The current administration, Patry said, lacks institutional knowledge of what has been reviewed and proposed previously.

The board eventually voted 3-2 to accept the Ruetschle offer. Patry and two members new to the board this year — Amber Drum and Rick Mains — voted yes while board members Theresa Dunaway and Anne Zakkour voted no.

Zakkour said she thinks the board has a lot of information to review before it can make decisions. Among the topics that need to be explored in depth are the future of prekindergarten and kindergarten offerings and how building location selection would affect busing and walkability of students.

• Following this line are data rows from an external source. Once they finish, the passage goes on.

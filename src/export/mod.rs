//! Export module for writing generated sectors to disk.
//!
//! Three formats: the tab-delimited sector text (written and re-parsed),
//! an SVG connectivity map, and the JSON volume index consumed by the
//! interactive viewer.

mod ascii;
mod json;
mod svg;

pub use ascii::{parse_summaries, sector_to_ascii, write_sector, ParseError, VolumeSummary};
pub use json::{sector_to_json, write_json};
pub use svg::{render_map, write_map};

use thiserror::Error;

/// Errors that can occur during sector export.
#[derive(Error, Debug)]
pub enum ExportError {
    #[error("IO error: {0}")]
    Io(#[from] std::io::Error),
    #[error("JSON encoding error: {0}")]
    Json(#[from] serde_json::Error),
}
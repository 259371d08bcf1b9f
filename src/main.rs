//! Sectorgen CLI - Procedural star-sector generator.
//!
//! Generate hex sectors of star systems, render them as SVG
//! connectivity maps, and query nearby systems from sector text.

use clap::{Parser, Subcommand};
use std::fs;
use std::path::{Path, PathBuf};
use std::time::Instant;

use log::info;

use sectorgen::config::{DensityProfile, Genre, GeneratorConfig};
use sectorgen::dice::Dice;
use sectorgen::export;
use sectorgen::geometry::HexCoord;
use sectorgen::routing;
use sectorgen::sector;

/// Procedural star-sector generator.
#[derive(Parser)]
#[command(name = "sectorgen")]
#[command(author, version, about, long_about = None)]
struct Cli {
    /// Configuration file (TOML), merged with SECTORGEN_* variables.
    #[arg(short, long, global = true)]
    config: Option<PathBuf>,

    /// Increase log verbosity (-v debug, -vv trace).
    #[arg(short, long, global = true, action = clap::ArgAction::Count)]
    verbose: u8,

    #[command(subcommand)]
    command: Commands,
}

#[derive(Subcommand)]
enum Commands {
    /// Generate a new sector and write its text and JSON records.
    Generate {
        /// Sector name, used for labels and output file names.
        #[arg(short, long)]
        name: Option<String>,

        /// Density profile (extra_galactic, rift, sparse, scattered,
        /// standard, dense, cluster, core).
        #[arg(short, long)]
        density: Option<DensityProfile>,

        /// Genre rules (standard, opera, firm).
        #[arg(short, long)]
        genre: Option<Genre>,

        /// Lower bound applied to generated tech levels.
        #[arg(long)]
        tech_floor: Option<i32>,

        /// Random seed for reproducible generation.
        #[arg(short, long)]
        seed: Option<u64>,

        /// Output directory for generated files.
        #[arg(short, long, default_value = "./output")]
        output: PathBuf,
    },
    /// Render an SVG map from an existing sector text file.
    Svg {
        /// Sector text file to render.
        input: PathBuf,

        /// Output SVG path; defaults to the input with an .svg suffix.
        #[arg(short, long)]
        output: Option<PathBuf>,
    },
    /// List systems within jump range of a coordinate.
    Nearby {
        /// Sector text file to query.
        input: PathBuf,

        /// 4-digit hex coordinate, e.g. 1101.
        coord: String,
    },
}

fn setup_logger(verbosity: u8) {
    let level = match verbosity {
        0 => log::LevelFilter::Info,
        1 => log::LevelFilter::Debug,
        _ => log::LevelFilter::Trace,
    };
    let colors = fern::colors::ColoredLevelConfig::new()
        .error(fern::colors::Color::Red)
        .warn(fern::colors::Color::Yellow)
        .info(fern::colors::Color::Blue)
        .debug(fern::colors::Color::Magenta);

    fern::Dispatch::new()
        .format(move |out, message, record| {
            out.finish(format_args!(
                "[{} {}] {}",
                colors.color(record.level()),
                record.target(),
                message
            ))
        })
        .level(level)
        .chain(std::io::stderr())
        .apply()
        .unwrap_or_else(|e| eprintln!("Failed to initialise logging: {}", e));
}

fn main() {
    let cli = Cli::parse();
    setup_logger(cli.verbose);

    let config_path = cli.config.as_deref().and_then(Path::to_str);
    match cli.command {
        Commands::Generate {
            name,
            density,
            genre,
            tech_floor,
            seed,
            output,
        } => {
            let mut config = GeneratorConfig::load(config_path).unwrap_or_else(|e| {
                eprintln!("Error loading configuration: {}", e);
                std::process::exit(1);
            });
            if let Some(name) = name {
                config.name = name;
            }
            if let Some(density) = density {
                config.density = density;
            }
            if let Some(genre) = genre {
                config.genre = genre;
            }
            if let Some(floor) = tech_floor {
                config.tech_floor = Some(floor);
            }
            if let Some(seed) = seed {
                config.seed = Some(seed);
            }
            run_generate(&config, &output);
        }
        Commands::Svg { input, output } => run_svg(&input, output),
        Commands::Nearby { input, coord } => run_nearby(&input, &coord),
    }
}

fn file_slug(name: &str) -> String {
    name.to_lowercase().replace(char::is_whitespace, "-")
}

fn run_generate(config: &GeneratorConfig, output: &Path) {
    println!("Sectorgen - Procedural Star-Sector Generator");
    println!("============================================");
    println!("Sector:  {}", config.name);
    println!("Density: {}", config.density);
    if let Some(seed) = config.seed {
        println!("Seed:    {}", seed);
    }
    println!("Output:  {}", output.display());

    let mut dice = match config.seed {
        Some(seed) => Dice::seeded(seed),
        None => Dice::from_clock(),
    };

    let start = Instant::now();
    let sector = sector::generate(config, &mut dice);
    println!(
        "\nGenerated {} inhabited volumes in {:.2?}",
        sector.volumes.len(),
        start.elapsed()
    );

    fs::create_dir_all(output).unwrap_or_else(|e| {
        eprintln!("Error creating output directory: {}", e);
        std::process::exit(1);
    });

    let slug = file_slug(&config.name);
    let text_path = output.join(format!("{}.txt", slug));
    export::write_sector(&sector, &text_path).unwrap_or_else(|e| {
        eprintln!("Error writing sector text: {}", e);
        std::process::exit(1);
    });
    println!("  Wrote {}", text_path.display());

    let json_path = output.join(format!("{}.json", slug));
    export::write_json(&sector, &json_path).unwrap_or_else(|e| {
        eprintln!("Error writing volume index: {}", e);
        std::process::exit(1);
    });
    println!("  Wrote {}", json_path.display());
}

fn run_svg(input: &Path, output: Option<PathBuf>) {
    let text = fs::read_to_string(input).unwrap_or_else(|e| {
        eprintln!("Error reading {}: {}", input.display(), e);
        std::process::exit(1);
    });
    let summaries = export::parse_summaries(&text);
    info!("parsed {} volume summaries", summaries.len());

    let name = input
        .file_stem()
        .map(|s| s.to_string_lossy().replace('-', " "))
        .unwrap_or_else(|| "Sector".to_string());
    let output = output.unwrap_or_else(|| input.with_extension("svg"));

    export::write_map(&summaries, &name, &output).unwrap_or_else(|e| {
        eprintln!("Error writing map: {}", e);
        std::process::exit(1);
    });
    println!(
        "Rendered {} volumes to {}",
        summaries.len(),
        output.display()
    );
}

fn run_nearby(input: &Path, coord: &str) {
    let origin = HexCoord::parse(coord).unwrap_or_else(|| {
        eprintln!("Error: '{}' is not a 4-digit hex coordinate", coord);
        std::process::exit(1);
    });
    let text = fs::read_to_string(input).unwrap_or_else(|e| {
        eprintln!("Error reading {}: {}", input.display(), e);
        std::process::exit(1);
    });
    let summaries = export::parse_summaries(&text);
    let occupied = summaries.iter().map(|s| s.coord).collect();

    let routes = routing::nearby(origin, &occupied);
    if routes.is_empty() {
        println!("No inhabited systems within jump range of {}", origin);
        return;
    }
    println!("Systems within jump range of {}:", origin);
    for route in routes {
        let summary = summaries.iter().find(|s| s.coord == route.to);
        let (uwp, name) = summary
            .map(|s| (s.uwp.as_str(), s.name.as_str()))
            .unwrap_or((".........", "?"));
        println!(
            "  {}  {}  {:<20} jump-{}",
            route.to,
            uwp,
            name,
            route.distance.round() as i64
        );
    }
}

“With my experience working with some very large projects ... I would like to see action steps,” she said of the current facilities approach.

Dunaway, who was on the board when the last bond issue failed, said no one has asked if there still is interest in the community for the previous plan. That plan failed to address existing problems with traffic at the proposed site of L.T. Ball where Nevin Coppock and the middle school also are located, she said.

“I don’t know why we are stuck on this plan,” Dunaway said, adding staff needs to be involved in any planning, which wasn’t the case with the previous proposal.

Mains said he wants action on long-talked-about facilities improvements for his young grandchildren.

“I want to see details,” he said. “At least give me something ... a place to start.”